When the fifth lens group (V) is a positive lens and its focal length is f ₅ , It is desirable to satisfy. When the value exceeds the range of the condition (4), the refracting power of the fifth lens group (V) becomes too strong, and it becomes difficult to correct the negative distortion aberration, and the fluctuation amount of the image plane property at the time of focusing becomes large. I will end up.

Next, examples of the present invention will be described.

Example 1. Example 2. Example 3. Example 4. Example 5. Example 6. Example 7. In each of the embodiments, the diaphragm includes the second lens group (II) and the third lens group (II).
It is arranged between the lens groups (III). Further, when the fifth lens group (V) is made of synthetic resin as in Example 4, introduction of an aspherical surface is facilitated, and improvement in performance can be expected. In the examples, A, B, C ... Are aspherical surface coefficients of the aspherical surface indicated by *, and X is the deviation amount h in the optical axis direction from the paraxial curved surface (curvature radius: r) in the direction perpendicular to the optical axis. It is the value of the coefficient in the following equation when it is defined as the height of.

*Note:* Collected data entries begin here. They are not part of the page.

//! Workspace commands: the workspace itself, its users, and the
//! blueprints shared into it.

use anyhow::{bail, Context, Result};
use reqwest::Method;

use openlabs_core::models::{
    Workspace, WorkspaceBlueprint, WorkspaceCreate, WorkspaceUser, WorkspaceUserCreate,
    WorkspaceUserUpdate,
};
use openlabs_core::{ApiClient, Overrides};

use crate::cli::WorkspaceCommands;
use crate::output::Table;

pub async fn run(overrides: &Overrides, command: WorkspaceCommands) -> Result<()> {
    match command {
        WorkspaceCommands::List => list(overrides).await,
        WorkspaceCommands::Get { id } => get(overrides, id).await,
        WorkspaceCommands::Create {
            name,
            description,
            time_limit,
        } => create(overrides, name, description, time_limit).await,
        WorkspaceCommands::Delete { id } => delete(overrides, id).await,
        WorkspaceCommands::ListUsers { id } => list_users(overrides, id).await,
        WorkspaceCommands::AddUser {
            id,
            user_id,
            role,
            time_limit,
        } => add_user(overrides, id, user_id, role, time_limit).await,
        WorkspaceCommands::UpdateUser {
            id,
            user_id,
            role,
            time_limit,
        } => update_user(overrides, id, user_id, role, time_limit).await,
        WorkspaceCommands::RemoveUser { id, user_id } => remove_user(overrides, id, user_id).await,
        WorkspaceCommands::ListBlueprints { id } => list_blueprints(overrides, id).await,
        WorkspaceCommands::AddBlueprint {
            id,
            blueprint_id,
            blueprint_type,
            permission,
        } => add_blueprint(overrides, id, blueprint_id, blueprint_type, permission).await,
        WorkspaceCommands::RemoveBlueprint {
            id,
            blueprint_id,
            blueprint_type,
        } => remove_blueprint(overrides, id, blueprint_id, blueprint_type).await,
    }
}

async fn list(overrides: &Overrides) -> Result<()> {
    let client = super::client(overrides)?;
    let response = client.get("/api/v1/workspaces").await?;
    let workspaces: Vec<Workspace> = ApiClient::parse(response).await?.unwrap_or_default();

    if workspaces.is_empty() {
        println!("No workspaces found");
        return Ok(());
    }

    let mut table = Table::new(["ID", "Name", "Description", "Default Time Limit", "Created At"]);
    for w in &workspaces {
        table.row([
            w.id.to_string(),
            w.name.clone(),
            w.description.clone(),
            format!("{} seconds", w.default_time_limit),
            w.created_at.clone(),
        ]);
    }
    table.print();
    Ok(())
}

async fn get(overrides: &Overrides, id: i64) -> Result<()> {
    let client = super::client(overrides)?;
    let response = client.get(&format!("/api/v1/workspaces/{id}")).await?;
    let workspace: Workspace = ApiClient::parse(response)
        .await?
        .context("server returned an empty response")?;

    println!("{}", ApiClient::to_pretty(&workspace)?);
    Ok(())
}

async fn create(
    overrides: &Overrides,
    name: String,
    description: Option<String>,
    time_limit: Option<i64>,
) -> Result<()> {
    let request = WorkspaceCreate {
        name,
        description,
        default_time_limit: time_limit,
    };

    let client = super::client(overrides)?;
    let response = client.post("/api/v1/workspaces", &request).await?;
    let workspace: Workspace = ApiClient::parse(response)
        .await?
        .context("server returned an empty response")?;

    println!("Workspace created successfully!");
    println!("  ID:   {}", workspace.id);
    println!("  Name: {}", workspace.name);
    Ok(())
}

async fn delete(overrides: &Overrides, id: i64) -> Result<()> {
    let client = super::client(overrides)?;
    let response = client.delete(&format!("/api/v1/workspaces/{id}")).await?;
    let deleted: bool = ApiClient::parse(response).await?.unwrap_or(false);

    if deleted {
        println!("Workspace deleted successfully");
    } else {
        println!("Failed to delete workspace");
    }
    Ok(())
}

async fn list_users(overrides: &Overrides, id: i64) -> Result<()> {
    let client = super::client(overrides)?;
    let response = client.get(&format!("/api/v1/workspaces/{id}/users")).await?;
    let users: Vec<WorkspaceUser> = ApiClient::parse(response).await?.unwrap_or_default();

    if users.is_empty() {
        println!("No users found in this workspace");
        return Ok(());
    }

    let mut table = Table::new(["ID", "Name", "Email", "Role", "Time Limit"]);
    for u in &users {
        table.row([
            u.id.to_string(),
            u.name.clone(),
            u.email.clone(),
            u.role.clone(),
            format!("{} seconds", u.time_limit),
        ]);
    }
    table.print();
    Ok(())
}

async fn add_user(
    overrides: &Overrides,
    id: i64,
    user_id: i64,
    role: String,
    time_limit: Option<i64>,
) -> Result<()> {
    let request = WorkspaceUserCreate {
        user_id,
        role,
        time_limit,
    };

    let client = super::client(overrides)?;
    let response = client
        .post(&format!("/api/v1/workspaces/{id}/users"), &request)
        .await?;
    let user: WorkspaceUser = ApiClient::parse(response)
        .await?
        .context("server returned an empty response")?;

    println!("User added to workspace successfully!");
    println!("  User ID: {}", user.id);
    println!("  Name:    {}", user.name);
    println!("  Role:    {}", user.role);
    Ok(())
}

async fn update_user(
    overrides: &Overrides,
    id: i64,
    user_id: i64,
    role: Option<String>,
    time_limit: Option<i64>,
) -> Result<()> {
    if role.is_none() && time_limit.is_none() {
        bail!("at least one of --role or --time-limit must be specified");
    }
    let request = WorkspaceUserUpdate { role, time_limit };

    let client = super::client(overrides)?;
    let response = client
        .put(&format!("/api/v1/workspaces/{id}/users/{user_id}"), &request)
        .await?;
    let user: WorkspaceUser = ApiClient::parse(response)
        .await?
        .context("server returned an empty response")?;

    println!("User updated in workspace successfully!");
    println!("  User ID:    {}", user.id);
    println!("  Name:       {}", user.name);
    println!("  Role:       {}", user.role);
    println!("  Time Limit: {} seconds", user.time_limit);
    Ok(())
}

async fn remove_user(overrides: &Overrides, id: i64, user_id: i64) -> Result<()> {
    let client = super::client(overrides)?;
    let response = client
        .delete(&format!("/api/v1/workspaces/{id}/users/{user_id}"))
        .await?;
    let removed: bool = ApiClient::parse(response).await?.unwrap_or(false);

    if removed {
        println!("User removed from workspace successfully");
    } else {
        println!("Failed to remove user from workspace");
    }
    Ok(())
}

async fn list_blueprints(overrides: &Overrides, id: i64) -> Result<()> {
    let client = super::client(overrides)?;
    let response = client
        .get(&format!("/api/v1/workspaces/{id}/blueprints"))
        .await?;
    // Shared blueprints carry kind-specific extras; keep the row loose and
    // pick out the common fields.
    let blueprints: Vec<serde_json::Value> = ApiClient::parse(response).await?.unwrap_or_default();

    if blueprints.is_empty() {
        println!("No blueprints found shared with this workspace");
        return Ok(());
    }

    let field = |b: &serde_json::Value, key: &str| match b.get(key) {
        Some(serde_json::Value::String(s)) => s.clone(),
        Some(other) => other.to_string(),
        None => String::new(),
    };

    let mut table = Table::new(["Blueprint ID", "Blueprint Type", "Permission", "Name"]);
    for b in &blueprints {
        table.row([
            field(b, "blueprint_id"),
            field(b, "blueprint_type"),
            field(b, "permission"),
            field(b, "name"),
        ]);
    }
    table.print();
    Ok(())
}

async fn add_blueprint(
    overrides: &Overrides,
    id: i64,
    blueprint_id: i64,
    blueprint_type: String,
    permission: String,
) -> Result<()> {
    let request = WorkspaceBlueprint {
        blueprint_id,
        blueprint_type: blueprint_type.clone(),
        permission: permission.clone(),
    };

    let client = super::client(overrides)?;
    let response = client
        .post(&format!("/api/v1/workspaces/{id}/blueprints"), &request)
        .await?;
    let _: Option<serde_json::Value> = ApiClient::parse(response).await?;

    println!("Blueprint shared with workspace successfully!");
    println!("  Blueprint ID: {blueprint_id}");
    println!("  Type:         {blueprint_type}");
    println!("  Permission:   {permission}");
    Ok(())
}

async fn remove_blueprint(
    overrides: &Overrides,
    id: i64,
    blueprint_id: i64,
    blueprint_type: String,
) -> Result<()> {
    // The server disambiguates the blueprint kind from the request body on
    // this DELETE.
    let request = serde_json::json!({
        "blueprint_id": blueprint_id,
        "blueprint_type": blueprint_type,
    });

    let client = super::client(overrides)?;
    let response = client
        .send(
            Method::DELETE,
            &format!("/api/v1/workspaces/{id}/blueprints/{blueprint_id}"),
            Some(&request),
        )
        .await?;
    let removed: bool = ApiClient::parse(response).await?.unwrap_or(false);

    if removed {
        println!("Blueprint removed from workspace successfully");
    } else {
        println!("Failed to remove blueprint from workspace");
    }
    Ok(())
}
//! Core library for the OpenLabs CLI.
//!
//! Owns everything below the command layer: the persisted configuration
//! store, the credential extractor that digs session tokens out of login
//! responses, the authenticated HTTP client, and the API payload models.
//! Command handlers live in the `openlabs-cli` binary crate.

pub mod api;
pub mod auth;
pub mod config;
pub mod error;
pub mod models;

pub use api::{ApiClient, Overrides};
pub use config::Config;
pub use error::Error;
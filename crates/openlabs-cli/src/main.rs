//! OpenLabs CLI binary entrypoint.
//!
//! Parses arguments, wires up logging, and dispatches to the command
//! handlers. Every error prints as a single line on stderr and the
//! process exits nonzero.

mod cli;
mod commands;
mod output;
mod prompt;

use std::io;
use std::process::ExitCode;

use anyhow::Result;
use clap::Parser;
use tracing_subscriber::EnvFilter;

use cli::{Cli, Commands};
use openlabs_core::Overrides;

/// Initialize the tracing subscriber for logging.
///
/// `--debug` forces request/response detail; otherwise RUST_LOG controls
/// the level, defaulting to warnings only.
fn init_tracing(debug: bool) {
    let filter = if debug {
        EnvFilter::new("debug")
    } else {
        EnvFilter::try_from_default_env().unwrap_or_else(|_| EnvFilter::new("warn"))
    };

    tracing_subscriber::fmt()
        .with_env_filter(filter)
        .with_writer(io::stderr)
        .init();
}

#[tokio::main]
async fn main() -> ExitCode {
    // Load .env if present; silently ignore when absent.
    let _ = dotenvy::dotenv();

    let cli = Cli::parse();
    init_tracing(cli.debug);

    match run(cli).await {
        Ok(()) => ExitCode::SUCCESS,
        Err(e) => {
            eprintln!("Error: {e:#}");
            ExitCode::FAILURE
        }
    }
}

async fn run(cli: Cli) -> Result<()> {
    let overrides = Overrides {
        api_url: cli.api_url,
        token: cli.token,
        enc_key: cli.enc_key,
    };

    match cli.command {
        Commands::User { command } => commands::auth::run(&overrides, command).await,
        Commands::Blueprints { command } => commands::blueprint::run(&overrides, command).await,
        Commands::Range { command } => commands::range::run(&overrides, command).await,
        Commands::Workspace { command } => commands::workspace::run(&overrides, command).await,
        Commands::Secrets { command } => commands::secrets::run(&overrides, command).await,
        Commands::Config { command } => commands::config::run(command),
        Commands::Version => {
            println!("OpenLabs CLI v{}", env!("CARGO_PKG_VERSION"));
            Ok(())
        }
    }
}
use reqwest::header::{HeaderMap, AUTHORIZATION, SET_COOKIE};
use reqwest::StatusCode;
use serde::de::DeserializeOwned;
use tracing::debug;

use crate::error::Error;

/// Cookie names under which session-auth frameworks are known to return
/// the access token. The same set is replayed on outgoing requests.
pub const TOKEN_COOKIE_ALIASES: &[&str] = &[
    "access_token_cookie",
    "jwt",
    "token",
    "auth_token",
    "access_token",
];

/// JSON body fields probed for a token, in order.
const TOKEN_BODY_FIELDS: &[&str] = &["access_token", "token", "jwt"];

/// Header name fragments that mark a header as token-bearing for the
/// last-resort fuzzy search.
const FUZZY_HEADER_MARKERS: &[&str] = &["token", "auth", "jwt"];

/// Cookie (and body field) carrying the secondary encryption key.
pub const ENC_KEY_COOKIE: &str = "enc_key";

/// Sentinel stored when no token can be located anywhere in the login
/// response. Requests made with it will be rejected by any real
/// deployment; the login flow warns the user when it falls back to this.
pub const PLACEHOLDER_TOKEN: &str = "manual-token-for-testing";

/// Snapshot of a raw login response.
///
/// Captures status, headers, parsed cookies, and the body text before the
/// response is consumed, so the success check and the credential search
/// can both work from the same data.
#[derive(Debug, Clone)]
pub struct LoginResponse {
    pub status: StatusCode,
    pub headers: HeaderMap,
    /// `(name, value)` pairs as parsed by the HTTP stack, in response
    /// order. httpOnly cookies may appear here or only in `headers`.
    pub cookies: Vec<(String, String)>,
    pub body: String,
}

impl LoginResponse {
    /// Consume a response into a snapshot.
    pub async fn capture(response: reqwest::Response) -> Result<Self, Error> {
        let status = response.status();
        let headers = response.headers().clone();
        let cookies = response
            .cookies()
            .map(|c| (c.name().to_string(), c.value().to_string()))
            .collect();
        let body = response.text().await?;

        Ok(Self {
            status,
            headers,
            cookies,
            body,
        })
    }

    /// Decode the captured body under the same contract as
    /// [`crate::ApiClient::parse`]: non-success statuses become
    /// [`Error::Api`] (with any `detail` message), an empty success body
    /// is `Ok(None)`, anything else must decode into `T`.
    pub fn parse<T: DeserializeOwned>(&self) -> Result<Option<T>, Error> {
        if !self.status.is_success() {
            return Err(Error::from_status(self.status, &self.body));
        }
        if self.body.is_empty() {
            return Ok(None);
        }
        Ok(Some(serde_json::from_str(&self.body)?))
    }
}

/// Credentials located in a login response. `None` means that source was
/// absent everywhere, which is a degraded-but-valid outcome, not an error.
#[derive(Debug, Clone, PartialEq, Eq)]
pub struct ExtractedCredentials {
    pub token: Option<String>,
    pub enc_key: Option<String>,
}

type Extractor = fn(&LoginResponse) -> Option<String>;

/// Token sources in priority order. Each is pure over the snapshot; the
/// runner takes the first hit.
const TOKEN_EXTRACTORS: &[(&str, Extractor)] = &[
    ("cookie", token_from_cookies),
    ("set-cookie header", token_from_set_cookie),
    ("response body", token_from_body),
    ("cookie name match", token_from_fuzzy_cookie),
    ("authorization header", token_from_authorization),
    ("header name match", token_from_fuzzy_header),
];

/// Search the whole response for session credentials.
///
/// Never fails: malformed bodies, absent headers, and empty cookie lists
/// all degrade to "not found".
pub fn extract_credentials(response: &LoginResponse) -> ExtractedCredentials {
    ExtractedCredentials {
        token: extract_token(response),
        enc_key: extract_enc_key(response),
    }
}

fn extract_token(response: &LoginResponse) -> Option<String> {
    for (source, extract) in TOKEN_EXTRACTORS {
        if let Some(token) = extract(response) {
            debug!(source, "located auth token");
            return Some(token);
        }
    }
    debug!("no auth token found in login response");
    None
}

/// The encryption key only ever arrives under one name, but can show up
/// in the cookie list, a `Set-Cookie` header, or the body.
fn extract_enc_key(response: &LoginResponse) -> Option<String> {
    cookie_value(response, ENC_KEY_COOKIE)
        .or_else(|| set_cookie_value(response, ENC_KEY_COOKIE))
        .or_else(|| body_field(response, ENC_KEY_COOKIE))
}

fn token_from_cookies(response: &LoginResponse) -> Option<String> {
    response
        .cookies
        .iter()
        .find(|(name, _)| TOKEN_COOKIE_ALIASES.contains(&name.as_str()))
        .map(|(_, value)| value.clone())
}

/// Re-parse raw `Set-Cookie` headers; httpOnly cookies are not always
/// visible through the parsed cookie list.
fn token_from_set_cookie(response: &LoginResponse) -> Option<String> {
    set_cookie_pairs(&response.headers)
        .find(|(name, _)| TOKEN_COOKIE_ALIASES.contains(&name.as_str()))
        .map(|(_, value)| value)
}

fn token_from_body(response: &LoginResponse) -> Option<String> {
    let body: serde_json::Value = serde_json::from_str(&response.body).ok()?;
    TOKEN_BODY_FIELDS.iter().find_map(|field| {
        body.get(field)
            .and_then(serde_json::Value::as_str)
            .filter(|s| !s.is_empty())
            .map(str::to_string)
    })
}

/// Last-resort fuzzy match: any cookie whose name merely contains "token".
fn token_from_fuzzy_cookie(response: &LoginResponse) -> Option<String> {
    response
        .cookies
        .iter()
        .find(|(name, _)| name.to_ascii_lowercase().contains("token"))
        .map(|(_, value)| value.clone())
}

fn token_from_authorization(response: &LoginResponse) -> Option<String> {
    let value = response.headers.get(AUTHORIZATION)?.to_str().ok()?;
    let token = value.strip_prefix("Bearer ").unwrap_or(value);
    if token.is_empty() {
        None
    } else {
        Some(token.to_string())
    }
}

/// Any header whose name contains "token", "auth", or "jwt"; takes the
/// first value and strips a `Bearer ` prefix if present.
fn token_from_fuzzy_header(response: &LoginResponse) -> Option<String> {
    for (name, value) in response.headers.iter() {
        let lower = name.as_str().to_ascii_lowercase();
        if !FUZZY_HEADER_MARKERS.iter().any(|m| lower.contains(m)) {
            continue;
        }
        if let Ok(value) = value.to_str() {
            let token = value.strip_prefix("Bearer ").unwrap_or(value);
            if !token.is_empty() {
                return Some(token.to_string());
            }
        }
    }
    None
}

fn cookie_value(response: &LoginResponse, name: &str) -> Option<String> {
    response
        .cookies
        .iter()
        .find(|(cookie, _)| cookie == name)
        .map(|(_, value)| value.clone())
}

fn set_cookie_value(response: &LoginResponse, name: &str) -> Option<String> {
    set_cookie_pairs(&response.headers)
        .find(|(cookie, _)| cookie == name)
        .map(|(_, value)| value)
}

fn body_field(response: &LoginResponse, field: &str) -> Option<String> {
    let body: serde_json::Value = serde_json::from_str(&response.body).ok()?;
    body.get(field)
        .and_then(serde_json::Value::as_str)
        .filter(|s| !s.is_empty())
        .map(str::to_string)
}

fn set_cookie_pairs(headers: &HeaderMap) -> impl Iterator<Item = (String, String)> + '_ {
    headers
        .get_all(SET_COOKIE)
        .iter()
        .filter_map(|value| value.to_str().ok())
        .filter_map(parse_set_cookie)
}

/// First `name=value` pair of a `Set-Cookie` header, ignoring attributes
/// like `Path` and `HttpOnly`.
fn parse_set_cookie(header: &str) -> Option<(String, String)> {
    let first = header.split(';').next()?;
    let (name, value) = first.split_once('=')?;
    Some((name.trim().to_string(), value.trim().to_string()))
}
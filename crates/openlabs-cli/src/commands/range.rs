//! Deployed range commands.

use anyhow::{Context, Result};

use openlabs_core::models::{DeployRangeRequest, DeployedRangeHeader};
use openlabs_core::{ApiClient, Overrides};

use crate::cli::RangeCommands;
use crate::output::Table;

pub async fn run(overrides: &Overrides, command: RangeCommands) -> Result<()> {
    match command {
        RangeCommands::List => list(overrides).await,
        RangeCommands::Get { id } => get(overrides, id).await,
        RangeCommands::Deploy {
            blueprint_id,
            name,
            region,
            description,
        } => deploy(overrides, blueprint_id, name, region, description).await,
        RangeCommands::Delete { id } => delete(overrides, id).await,
    }
}

async fn list(overrides: &Overrides) -> Result<()> {
    let client = super::client(overrides)?;
    let response = client.get("/api/v1/ranges").await?;
    let ranges: Vec<DeployedRangeHeader> = ApiClient::parse(response).await?.unwrap_or_default();

    if ranges.is_empty() {
        println!("No deployed ranges found");
        return Ok(());
    }

    let mut table = Table::new(["ID", "Name", "Description", "State", "Created At"]);
    for r in &ranges {
        table.row([
            r.id.to_string(),
            r.name.clone(),
            r.description.clone().unwrap_or_default(),
            r.state.clone(),
            r.created_at.clone(),
        ]);
    }
    table.print();
    Ok(())
}

async fn get(overrides: &Overrides, id: i64) -> Result<()> {
    let client = super::client(overrides)?;
    let response = client.get(&format!("/api/v1/ranges/{id}")).await?;
    let range: serde_json::Value = ApiClient::parse(response)
        .await?
        .context("server returned an empty response")?;

    println!("{}", ApiClient::to_pretty(&range)?);
    Ok(())
}

async fn deploy(
    overrides: &Overrides,
    blueprint_id: i64,
    name: String,
    region: String,
    description: Option<String>,
) -> Result<()> {
    let request = DeployRangeRequest {
        name,
        blueprint_id,
        region,
        description,
    };

    let client = super::client(overrides)?;
    let response = client.post("/api/v1/ranges/deploy", &request).await?;
    let status: serde_json::Value = ApiClient::parse(response)
        .await?
        .context("server returned an empty response")?;

    println!("Range deployment initiated successfully");
    println!("Deployment status:");
    println!("{}", ApiClient::to_pretty(&status)?);
    Ok(())
}

async fn delete(overrides: &Overrides, id: i64) -> Result<()> {
    let client = super::client(overrides)?;
    let response = client.delete(&format!("/api/v1/ranges/{id}")).await?;
    let deleted: bool = ApiClient::parse(response).await?.unwrap_or(false);

    if deleted {
        println!("Range deleted successfully");
    } else {
        println!("Failed to delete range");
    }
    Ok(())
}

[Brief description of drawings]

1st, 4th, 7th, 10th, 13th, 16th, and 19th are cross-sectional views showing the configuration of the lenses of Examples 1 to 7 of the present invention, respectively,
5, 8th, 11th, 14th, 17th, 20th graphs are aberration curve diagrams when the objects of Examples 1 to 7 are at infinity, 3rd, 6th, 9th, 12th,
FIGS. 15, 18, and 21 show the lenses of Examples 1 to 7 with β = 1/10.
FIG. 8 is an aberration curve diagram when the close-up shooting state is set. I: 1st lens group II: 2nd lens group III: 3rd lens group IV: 4th lens group V: 5th lens group

Claims (3)

[Claims] 1. A first lens group having positive refracting power in order from the object side, a second lens group consisting of a single negative meniscus lens having a convex surface facing the object side, at least one negative lens and one positive lens. A third lens group composed of a lens, a fourth lens group composed of at least one positive lens, and a fifth lens group composed of at least one negative lens or a positive lens. and a fourth lens group is moved in the optical axis direction performs focusing, camera lens and satisfies the following condition: 0.1 <Da / fIIIIV <0.55 4.85 <(1 / r 3 + 1 / r 4 ) F <12.0 where Da is the axial air distance between the second lens group and the third lens group in the infinity in-focus state, and fIIIIV is the combined focal point of the third lens group and the fourth lens group. Distance, r ₃ is the radius of curvature of the object side surface of the second lens group, r ₄ is the radius of curvature of the image side surface of the second lens group, and f is the focal length of the entire system. 2. A photographic lens according to claim 1, wherein the fifth lens unit satisfies the following condition when it is a negative lens: f / | f ₅ | <0.8, where f ₅ is It is the focal length of the fifth lens group. 3. A photographic lens according to claim 1, wherein the fifth lens group satisfies the following condition when it is a positive lens: f / f ₅ <0.5, where f ₅ is the fifth It is the focal length of the lens group.